**Directions:** Exactly how many lines in the entries contain "balanced"? Give that number alone.

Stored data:
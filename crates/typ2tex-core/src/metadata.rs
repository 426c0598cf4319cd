//! Document metadata
//!
//! Title, authors, abstract and bibliography path are read from the raw
//! source, independently of the body passes. Each field is optional and a
//! missing or malformed field is simply absent.
//!
//! ```text
//! #show: paper.with(
//!   title: [On Triangles],
//!   authors: (
//!     (name: "Ada", affiliation: "Analytical Engines Ltd."),
//!     (name: "Alan", email: "alan@example.org"),
//!   ),
//!   abstract: abstract,
//!   bibliography: bibliography("refs.bib"),
//! )
//! #let abstract = [We study triangles.]
//! ```

use regex::Regex;
use std::sync::LazyLock;
use typ_markup::balanced;

static TITLE_BLOCK: LazyLock<Regex> = LazyLock::new(|| Regex::new(r"\btitle\s*:\s*\[").unwrap());
static TITLE_STRING: LazyLock<Regex> =
    LazyLock::new(|| Regex::new(r#"\btitle\s*:\s*"([^"]+)""#).unwrap());

static AUTHORS: LazyLock<Regex> = LazyLock::new(|| Regex::new(r"\bauthors\s*:\s*\(").unwrap());
static AUTHOR_FIELD: LazyLock<Regex> =
    LazyLock::new(|| Regex::new(r#"(\w+)\s*:\s*"([^"]*)""#).unwrap());
static STRING_LITERAL: LazyLock<Regex> = LazyLock::new(|| Regex::new(r#""([^"]*)""#).unwrap());

static ABSTRACT_BLOCK: LazyLock<Regex> =
    LazyLock::new(|| Regex::new(r"\babstract\s*:\s*\[").unwrap());
static ABSTRACT_IDENT: LazyLock<Regex> =
    LazyLock::new(|| Regex::new(r"\babstract\s*:\s*(\w+)").unwrap());

static BIBLIOGRAPHY_ARG: LazyLock<Regex> = LazyLock::new(|| {
    Regex::new(r#"\bbibliography\s*:\s*bibliography\(\s*"([^"]+)""#).unwrap()
});
static BIBLIOGRAPHY_CALL: LazyLock<Regex> =
    LazyLock::new(|| Regex::new(r#"#bibliography\(\s*"([^"]+)""#).unwrap());

/// Author detail fields, rendered below the name in source order
pub const DETAIL_FIELDS: &[&str] = &[
    "organization",
    "affiliation",
    "department",
    "location",
    "email",
];

/// One author block
#[derive(Debug, Clone, Default, PartialEq, Eq)]
pub struct Author {
    pub name: String,
    /// Affiliation, location, email and similar lines
    pub details: Vec<String>,
}

impl Author {
    pub fn new(name: impl Into<String>) -> Self {
        Self {
            name: name.into(),
            details: Vec::new(),
        }
    }

    /// The block's lines, name first
    pub fn lines(&self) -> impl Iterator<Item = &str> {
        std::iter::once(self.name.as_str())
            .chain(self.details.iter().map(String::as_str))
            .filter(|line| !line.is_empty())
    }

    /// Lines joined by LaTeX line breaks
    pub fn render(&self) -> String {
        self.lines().collect::<Vec<_>>().join("\\\\\n")
    }
}

/// Metadata read from the document header
#[derive(Debug, Clone, Default, PartialEq, Eq)]
pub struct ExtractedMetadata {
    pub title: Option<String>,
    pub authors: Vec<Author>,
    pub abstract_text: Option<String>,
    pub bibliography_path: Option<String>,
    /// Never read from the source; `\today` when unset
    pub date: Option<String>,
}

impl ExtractedMetadata {
    /// Author blocks joined by `\and`
    pub fn render_authors(&self) -> String {
        self.authors
            .iter()
            .map(Author::render)
            .collect::<Vec<_>>()
            .join("\n\\and\n")
    }

    pub fn date_or_today(&self) -> &str {
        self.date.as_deref().unwrap_or("\\today")
    }
}

/// Read every metadata field from the raw source
pub fn parse_metadata(source: &str) -> ExtractedMetadata {
    ExtractedMetadata {
        title: parse_title(source),
        authors: parse_authors(source),
        abstract_text: parse_abstract(source),
        bibliography_path: parse_bibliography_path(source),
        date: None,
    }
}

pub fn parse_title(source: &str) -> Option<String> {
    if let Some(text) = TITLE_BLOCK
        .find(source)
        .and_then(|m| bracket_content(source, m.end() - 1))
    {
        return non_empty(text);
    }
    TITLE_STRING
        .captures(source)
        .and_then(|caps| non_empty(&caps[1]))
}

/// Authors from `authors: (...)`
///
/// The list may hold one tuple per author, a single tuple, or plain strings.
pub fn parse_authors(source: &str) -> Vec<Author> {
    let Some(m) = AUTHORS.find(source) else {
        return Vec::new();
    };
    let Ok(list) = balanced(source, m.end() - 1) else {
        return Vec::new();
    };

    let tuples = inner_tuples(list.content);
    if !tuples.is_empty() {
        return tuples.into_iter().filter_map(parse_author).collect();
    }
    if let Some(author) = parse_author(list.content) {
        return vec![author];
    }
    STRING_LITERAL
        .captures_iter(list.content)
        .filter_map(|caps| non_empty(&caps[1]))
        .map(Author::new)
        .collect()
}

/// Parse one `(name: "..", affiliation: "..", ..)` tuple body
fn parse_author(tuple: &str) -> Option<Author> {
    let mut author = Author::default();
    for caps in AUTHOR_FIELD.captures_iter(tuple) {
        let value = caps[2].trim();
        match &caps[1] {
            "name" => author.name = value.to_string(),
            field if DETAIL_FIELDS.contains(&field) && !value.is_empty() => {
                author.details.push(value.to_string());
            }
            _ => {}
        }
    }
    (!author.name.is_empty() || !author.details.is_empty()).then_some(author)
}

/// Bodies of the parenthesised groups directly inside `list`
fn inner_tuples(list: &str) -> Vec<&str> {
    let mut tuples = Vec::new();
    let mut pos = 0;
    while let Some(offset) = list[pos..].find('(') {
        let open = pos + offset;
        match balanced(list, open) {
            Ok(span) => {
                tuples.push(span.content);
                pos = span.end;
            }
            Err(_) => break,
        }
    }
    tuples
}

/// Abstract from `abstract: [...]` or `abstract: ident` plus `#let ident = [...]`
pub fn parse_abstract(source: &str) -> Option<String> {
    if let Some(text) = ABSTRACT_BLOCK
        .find(source)
        .and_then(|m| bracket_content(source, m.end() - 1))
    {
        return non_empty(text);
    }

    let ident = ABSTRACT_IDENT.captures(source)?.get(1)?.as_str();
    let definition = Regex::new(&format!(r"#let\s+{}\s*=\s*\[", regex::escape(ident))).ok()?;
    let m = definition.find(source)?;
    bracket_content(source, m.end() - 1).and_then(non_empty)
}

/// Bibliography path from `bibliography: bibliography("..")`, falling back to
/// a standalone `#bibliography("..")` call
pub fn parse_bibliography_path(source: &str) -> Option<String> {
    BIBLIOGRAPHY_ARG
        .captures(source)
        .or_else(|| BIBLIOGRAPHY_CALL.captures(source))
        .and_then(|caps| non_empty(&caps[1]))
}

fn bracket_content(source: &str, open: usize) -> Option<&str> {
    balanced(source, open).ok().map(|span| span.content)
}

fn non_empty(text: &str) -> Option<String> {
    let text = text.trim();
    (!text.is_empty()).then(|| text.to_string())
}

**Answer area:** 4